● The data:

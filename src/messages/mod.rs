pub mod storage;
pub mod types;

pub use storage::{ConversationHistory, MessageStorage};
pub use types::{Message, MessageTag, Sender};
use crate::integration::orchestrator::OrchestratorEvent;
use crate::speech::SpeechEvent;
use crossbeam_channel::{unbounded, Receiver, Sender};

/// Channels shared by the orchestrator, the speech bridge and the renderer.
///
/// Both are unbounded: speech callbacks fire on engine threads and must never
/// block on a slow terminal.
pub struct SessionChannels {
    pub event_tx: Sender<OrchestratorEvent>,
    pub event_rx: Receiver<OrchestratorEvent>,
    pub speech_tx: Sender<SpeechEvent>,
    pub speech_rx: Receiver<SpeechEvent>,
}

impl SessionChannels {
    pub fn new() -> Self {
        let (event_tx, event_rx) = unbounded();
        let (speech_tx, speech_rx) = unbounded();

        Self {
            event_tx,
            event_rx,
            speech_tx,
            speech_rx,
        }
    }
}

impl Default for SessionChannels {
    fn default() -> Self {
        Self::new()
    }
}
impl ConversationOrchestrator {
    pub fn builder(client: Arc<dyn CompletionClient>) -> OrchestratorBuilder {
        OrchestratorBuilder::new(client)
    }

    /// Run one turn
    pub async fn submit(&self, text: &str) -> TurnOutcome {
        let text = text.trim();
        if text.is_empty() {
            debug!("Ignoring empty submission");
            return TurnOutcome::Rejected(RejectReason::EmptyInput);
        }

        let (mode, opened) = {
            let mut state = self.state.lock();
            if state.is_processing {
                warn!("Submission rejected: a turn is already in progress");
                return TurnOutcome::Rejected(RejectReason::Busy);
            }
            state.is_processing = true;

            let opened = if state.view == View::ModeSelection {
                state.view = View::Conversation;
                Some(state.history.get(state.active_mode))
            } else {
                None
            };
            (state.active_mode, opened)
        };

        self.emit(OrchestratorEvent::InputEnabled(false));
        if let Some(history) = opened {
            self.emit(OrchestratorEvent::ConversationOpened {
                mode,
                welcome: mode.welcome_message(),
                history,
            });
        }

        info!("Turn started in {} mode", mode);
        self.record(mode, Message::user(text));

        let prompt = self.composer.compose(mode, text);

        self.emit(OrchestratorEvent::TypingStarted);
        let result = self.client.complete(&prompt).await;
        self.emit(OrchestratorEvent::TypingStopped);

        let outcome = match result {
            Ok(reply) => {
                let visible = self.record(mode, Message::assistant(reply.as_str()));
                if visible {
                    self.speech.lock().speak(&reply, Box::new(|| {}));
                } else {
                    debug!("Reply for {} mode is off screen; not speaking it", mode);
                }
                TurnOutcome::Answered(reply)
            }
            Err(e) => {
                error!("Error getting AI response: {}", e);
                self.record(mode, Message::system(GENERIC_FAILURE_MESSAGE));
                if e.is_credential_error() {
                    self.record(mode, Message::system(CREDENTIAL_FAILURE_MESSAGE));
                }
                TurnOutcome::Failed(e)
            }
        };

        self.state.lock().is_processing = false;
        self.emit(OrchestratorEvent::InputEnabled(true));
        outcome
    }

    /// Open `mode`. Returns false when it is already open.
    pub fn select_mode(&self, mode: Mode) -> bool {
        let history = {
            let mut state = self.state.lock();
            if state.is_visible(mode) {
                debug!("{} mode is already open", mode);
                return false;
            }
            state.active_mode = mode;
            state.view = View::Conversation;
            state.history.get(mode)
        };

        info!("Switched to {} mode", mode);
        self.preferences.lock().set_last_mode(mode);
        self.stop_speaking();

        self.emit(OrchestratorEvent::ConversationOpened {
            mode,
            welcome: mode.welcome_message(),
            history,
        });
        true
    }

    /// Return to the mode list
    pub fn show_mode_selection(&self) {
        let active = {
            let mut state = self.state.lock();
            state.view = View::ModeSelection;
            state.active_mode
        };
        self.stop_speaking();
        self.emit(OrchestratorEvent::ModeSelectionShown { active });
    }

    /// Begin voice input. Refused while a turn is processing.
    pub fn start_capture(&self) -> bool {
        if self.state.lock().is_processing {
            warn!("Cannot start voice input while a turn is processing");
            return false;
        }

        let result_tx = self.speech_tx.clone();
        let error_tx = self.speech_tx.clone();

        let capturing = {
            let mut speech = self.speech.lock();
            speech.stop_speaking();
            speech.start_capture(
                Box::new(move |transcript| {
                    let _ = result_tx.send(SpeechEvent::Transcript(transcript));
                }),
                Box::new(move |reason| {
                    let _ = error_tx.send(SpeechEvent::CaptureFailed(reason));
                }),
            );
            speech.phase() == SpeechPhase::Capturing
        };

        if capturing {
            info!("Listening for voice input");
            self.emit(OrchestratorEvent::CaptureStarted);
        }
        capturing
    }

    pub fn stop_capture(&self) {
        self.speech.lock().stop_capture();
    }

    /// Stop an active capture, otherwise start one
    pub fn toggle_capture(&self) -> bool {
        if self.speech_phase() == SpeechPhase::Capturing {
            self.stop_capture();
            false
        } else {
            self.start_capture()
        }
    }

    pub fn stop_speaking(&self) {
        self.speech.lock().stop_speaking();
    }

    pub fn set_language(&self, language: &str) {
        self.speech.lock().set_language(language);
    }

    /// React to a notification from the speech bridge
    pub async fn handle_speech_event(&self, event: SpeechEvent) -> Option<TurnOutcome> {
        match event {
            SpeechEvent::SpeakingStarted => {
                self.emit(OrchestratorEvent::SpeakingStarted);
                None
            }
            SpeechEvent::SpeakingEnded => {
                self.emit(OrchestratorEvent::SpeakingEnded);
                None
            }
            SpeechEvent::Transcript(transcript) => {
                self.emit(OrchestratorEvent::CaptureStopped);
                self.emit(OrchestratorEvent::TranscriptRecognized(transcript.clone()));
                tokio::time::sleep(self.submit_delay).await;
                Some(self.submit(&transcript).await)
            }
            SpeechEvent::CaptureFailed(reason) => {
                self.emit(OrchestratorEvent::CaptureStopped);
                if reason == CAPTURE_ABORTED {
                    debug!("Voice input stopped by the user");
                } else {
                    let mode = self.state.lock().active_mode;
                    self.record(
                        mode,
                        Message::system(format!(
                            "Speech recognition error: {}. Please try again or type your message.",
                            reason
                        )),
                    );
                }
                None
            }
        }
    }

    /// Warn about missing speech features. Returns the notice, if any.
    pub fn check_capabilities(&self) -> Option<String> {
        let missing = self.capabilities().missing_features();
        if missing.is_empty() {
            return None;
        }

        let notice = format!(
            "Warning: This device doesn't support {}. Some features may not work properly.",
            missing.join(", ")
        );
        warn!("{}", notice);
        self.emit(OrchestratorEvent::Notice(notice.clone()));
        Some(notice)
    }

    pub fn active_mode(&self) -> Mode {
        self.state.lock().active_mode
    }

    pub fn view(&self) -> View {
        self.state.lock().view
    }

    pub fn is_processing(&self) -> bool {
        self.state.lock().is_processing
    }

    pub fn history(&self, mode: Mode) -> Vec<Message> {
        self.state.lock().history.get(mode)
    }

    pub fn speech_phase(&self) -> SpeechPhase {
        self.speech.lock().phase()
    }

    pub fn capabilities(&self) -> SpeechCapabilities {
        self.speech.lock().capabilities()
    }

    pub fn preferences(&self) -> Arc<Mutex<Preferences>> {
        Arc::clone(&self.preferences)
    }

    pub fn event_sender(&self) -> Sender<OrchestratorEvent> {
        self.event_tx.clone()
    }

    /// Store `message` under `mode` and render it when that mode is on screen
    fn record(&self, mode: Mode, message: Message) -> bool {
        let visible = {
            let mut state = self.state.lock();
            state.history.add(mode, message.clone());
            state.is_visible(mode)
        };
        if visible {
            self.emit(OrchestratorEvent::MessageAdded(message));
        }
        visible
    }

    fn emit(&self, event: OrchestratorEvent) {
        if self.event_tx.send(event).is_err() {
            debug!("No renderer attached; event dropped");
        }
    }
}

● What to produce:
Where a line of the records holds the word "SpeechPhase", copy that line.

● Finished task:
            speech.phase() == SpeechPhase::Capturing
        if self.speech_phase() == SpeechPhase::Capturing {
    pub fn speech_phase(&self) -> SpeechPhase {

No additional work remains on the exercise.